[Stored data entries]
────────────────────

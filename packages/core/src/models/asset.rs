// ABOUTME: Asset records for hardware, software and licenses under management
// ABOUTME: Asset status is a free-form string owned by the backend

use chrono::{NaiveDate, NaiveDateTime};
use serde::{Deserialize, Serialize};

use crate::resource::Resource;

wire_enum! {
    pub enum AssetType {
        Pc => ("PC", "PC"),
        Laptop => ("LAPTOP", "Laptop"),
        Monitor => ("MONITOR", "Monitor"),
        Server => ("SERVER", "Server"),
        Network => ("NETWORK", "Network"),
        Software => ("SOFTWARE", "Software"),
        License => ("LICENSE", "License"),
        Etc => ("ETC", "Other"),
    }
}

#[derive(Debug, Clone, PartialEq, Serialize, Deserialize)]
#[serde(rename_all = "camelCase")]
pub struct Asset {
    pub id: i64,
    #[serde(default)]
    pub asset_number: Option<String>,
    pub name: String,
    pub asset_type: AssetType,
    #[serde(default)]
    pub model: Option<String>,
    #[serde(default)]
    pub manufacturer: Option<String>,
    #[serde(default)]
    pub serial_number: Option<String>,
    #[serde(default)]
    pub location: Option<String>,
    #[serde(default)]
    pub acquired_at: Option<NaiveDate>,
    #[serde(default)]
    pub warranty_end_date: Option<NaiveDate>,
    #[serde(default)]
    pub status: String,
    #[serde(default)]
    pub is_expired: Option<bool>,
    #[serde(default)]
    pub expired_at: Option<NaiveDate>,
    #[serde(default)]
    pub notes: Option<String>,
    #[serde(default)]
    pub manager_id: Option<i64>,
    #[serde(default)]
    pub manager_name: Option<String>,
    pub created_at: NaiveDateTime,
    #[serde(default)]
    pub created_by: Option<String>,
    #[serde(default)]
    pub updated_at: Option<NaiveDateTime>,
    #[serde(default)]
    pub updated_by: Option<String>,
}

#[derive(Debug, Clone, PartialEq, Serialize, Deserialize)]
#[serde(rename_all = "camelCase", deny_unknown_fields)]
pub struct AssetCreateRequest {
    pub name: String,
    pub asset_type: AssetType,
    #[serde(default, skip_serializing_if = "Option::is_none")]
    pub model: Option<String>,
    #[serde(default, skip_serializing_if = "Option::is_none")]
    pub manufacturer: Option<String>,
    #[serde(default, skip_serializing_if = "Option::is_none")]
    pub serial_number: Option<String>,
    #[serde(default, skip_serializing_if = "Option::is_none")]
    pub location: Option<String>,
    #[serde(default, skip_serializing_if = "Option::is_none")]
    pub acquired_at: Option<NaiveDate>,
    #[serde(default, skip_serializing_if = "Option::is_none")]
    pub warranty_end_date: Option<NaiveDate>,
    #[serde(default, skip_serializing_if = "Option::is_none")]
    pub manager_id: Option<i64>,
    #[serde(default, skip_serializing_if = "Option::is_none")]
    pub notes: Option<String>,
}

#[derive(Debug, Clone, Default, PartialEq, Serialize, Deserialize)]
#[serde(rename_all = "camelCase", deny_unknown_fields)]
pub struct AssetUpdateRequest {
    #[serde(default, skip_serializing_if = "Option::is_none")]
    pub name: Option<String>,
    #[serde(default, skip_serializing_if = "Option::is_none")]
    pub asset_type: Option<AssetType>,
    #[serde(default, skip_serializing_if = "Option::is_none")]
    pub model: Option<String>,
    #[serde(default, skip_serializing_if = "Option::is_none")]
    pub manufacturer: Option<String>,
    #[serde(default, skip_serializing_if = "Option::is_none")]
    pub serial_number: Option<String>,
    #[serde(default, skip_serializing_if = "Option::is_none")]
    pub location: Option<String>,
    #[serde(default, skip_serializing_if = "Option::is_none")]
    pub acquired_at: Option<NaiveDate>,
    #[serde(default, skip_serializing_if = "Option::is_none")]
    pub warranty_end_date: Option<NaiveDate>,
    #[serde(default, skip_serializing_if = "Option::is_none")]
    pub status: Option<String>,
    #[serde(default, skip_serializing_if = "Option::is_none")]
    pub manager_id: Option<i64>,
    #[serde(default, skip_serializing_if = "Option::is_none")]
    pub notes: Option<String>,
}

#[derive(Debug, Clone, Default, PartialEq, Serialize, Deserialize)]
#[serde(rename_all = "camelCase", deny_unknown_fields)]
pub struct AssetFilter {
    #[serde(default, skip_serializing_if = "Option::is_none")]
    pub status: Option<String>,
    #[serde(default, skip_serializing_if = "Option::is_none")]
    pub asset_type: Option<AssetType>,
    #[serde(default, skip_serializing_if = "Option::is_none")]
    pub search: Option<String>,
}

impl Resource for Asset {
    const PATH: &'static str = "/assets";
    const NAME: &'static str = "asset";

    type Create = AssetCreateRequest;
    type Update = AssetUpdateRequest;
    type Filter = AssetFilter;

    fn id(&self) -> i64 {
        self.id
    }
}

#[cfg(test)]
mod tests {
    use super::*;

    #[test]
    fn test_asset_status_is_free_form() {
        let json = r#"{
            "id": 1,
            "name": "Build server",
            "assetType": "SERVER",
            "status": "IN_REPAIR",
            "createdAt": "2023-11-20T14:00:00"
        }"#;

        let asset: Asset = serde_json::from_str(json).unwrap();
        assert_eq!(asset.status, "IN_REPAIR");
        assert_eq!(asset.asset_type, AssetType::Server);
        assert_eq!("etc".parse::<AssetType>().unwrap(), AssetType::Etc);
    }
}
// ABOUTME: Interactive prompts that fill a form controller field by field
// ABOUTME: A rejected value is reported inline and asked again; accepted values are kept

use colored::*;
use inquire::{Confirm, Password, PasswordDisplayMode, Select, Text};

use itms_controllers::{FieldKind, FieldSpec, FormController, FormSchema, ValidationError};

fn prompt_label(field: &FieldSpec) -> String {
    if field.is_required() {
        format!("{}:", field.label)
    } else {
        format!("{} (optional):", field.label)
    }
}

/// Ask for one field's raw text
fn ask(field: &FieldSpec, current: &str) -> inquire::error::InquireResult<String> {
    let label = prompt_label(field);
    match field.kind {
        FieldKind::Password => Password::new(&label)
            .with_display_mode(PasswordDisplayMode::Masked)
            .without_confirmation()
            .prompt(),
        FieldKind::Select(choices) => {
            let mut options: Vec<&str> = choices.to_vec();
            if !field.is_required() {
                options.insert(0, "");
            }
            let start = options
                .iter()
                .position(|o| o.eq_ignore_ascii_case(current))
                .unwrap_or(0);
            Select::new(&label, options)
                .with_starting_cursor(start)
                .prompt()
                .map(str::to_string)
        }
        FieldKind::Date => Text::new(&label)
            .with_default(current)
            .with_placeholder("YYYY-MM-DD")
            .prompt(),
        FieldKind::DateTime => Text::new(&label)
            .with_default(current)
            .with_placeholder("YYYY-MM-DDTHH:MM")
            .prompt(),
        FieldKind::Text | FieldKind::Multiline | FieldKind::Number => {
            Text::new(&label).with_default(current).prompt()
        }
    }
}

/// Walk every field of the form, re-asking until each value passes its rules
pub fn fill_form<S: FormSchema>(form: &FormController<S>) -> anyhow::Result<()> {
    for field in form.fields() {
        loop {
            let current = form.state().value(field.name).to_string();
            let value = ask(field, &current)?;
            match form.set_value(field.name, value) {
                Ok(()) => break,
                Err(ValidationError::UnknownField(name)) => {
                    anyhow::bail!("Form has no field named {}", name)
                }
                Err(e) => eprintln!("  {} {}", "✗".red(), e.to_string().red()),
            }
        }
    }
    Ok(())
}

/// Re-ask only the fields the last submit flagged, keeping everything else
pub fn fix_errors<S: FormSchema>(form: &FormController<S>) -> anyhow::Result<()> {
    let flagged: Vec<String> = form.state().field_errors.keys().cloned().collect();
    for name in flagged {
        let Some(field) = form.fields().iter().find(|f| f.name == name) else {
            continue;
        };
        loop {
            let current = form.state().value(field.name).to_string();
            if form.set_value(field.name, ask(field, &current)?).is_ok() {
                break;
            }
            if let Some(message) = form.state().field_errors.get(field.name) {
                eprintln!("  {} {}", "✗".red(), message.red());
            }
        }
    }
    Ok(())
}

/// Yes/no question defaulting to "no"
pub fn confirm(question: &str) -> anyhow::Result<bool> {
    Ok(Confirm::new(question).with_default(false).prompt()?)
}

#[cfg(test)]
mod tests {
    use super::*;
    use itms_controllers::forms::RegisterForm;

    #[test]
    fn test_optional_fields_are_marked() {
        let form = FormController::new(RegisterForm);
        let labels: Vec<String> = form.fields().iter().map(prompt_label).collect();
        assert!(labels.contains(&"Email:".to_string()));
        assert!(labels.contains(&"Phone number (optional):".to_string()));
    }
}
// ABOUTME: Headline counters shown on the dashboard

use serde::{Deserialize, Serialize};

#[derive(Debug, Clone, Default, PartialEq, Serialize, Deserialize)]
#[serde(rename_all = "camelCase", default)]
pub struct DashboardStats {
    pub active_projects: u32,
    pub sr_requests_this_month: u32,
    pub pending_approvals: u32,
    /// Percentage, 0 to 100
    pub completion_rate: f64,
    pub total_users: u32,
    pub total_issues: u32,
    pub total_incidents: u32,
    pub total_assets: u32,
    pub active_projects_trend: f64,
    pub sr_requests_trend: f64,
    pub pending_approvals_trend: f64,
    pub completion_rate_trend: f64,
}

────────────────────

■ **WHAT YOU HAVE TO DO**: List all lines above in which the string "ValidationError" appears.

■ **RESPONSE BOX**:
use itms_controllers::{FieldKind, FieldSpec, FormController, FormSchema, ValidationError};
                Err(ValidationError::UnknownField(name)) => {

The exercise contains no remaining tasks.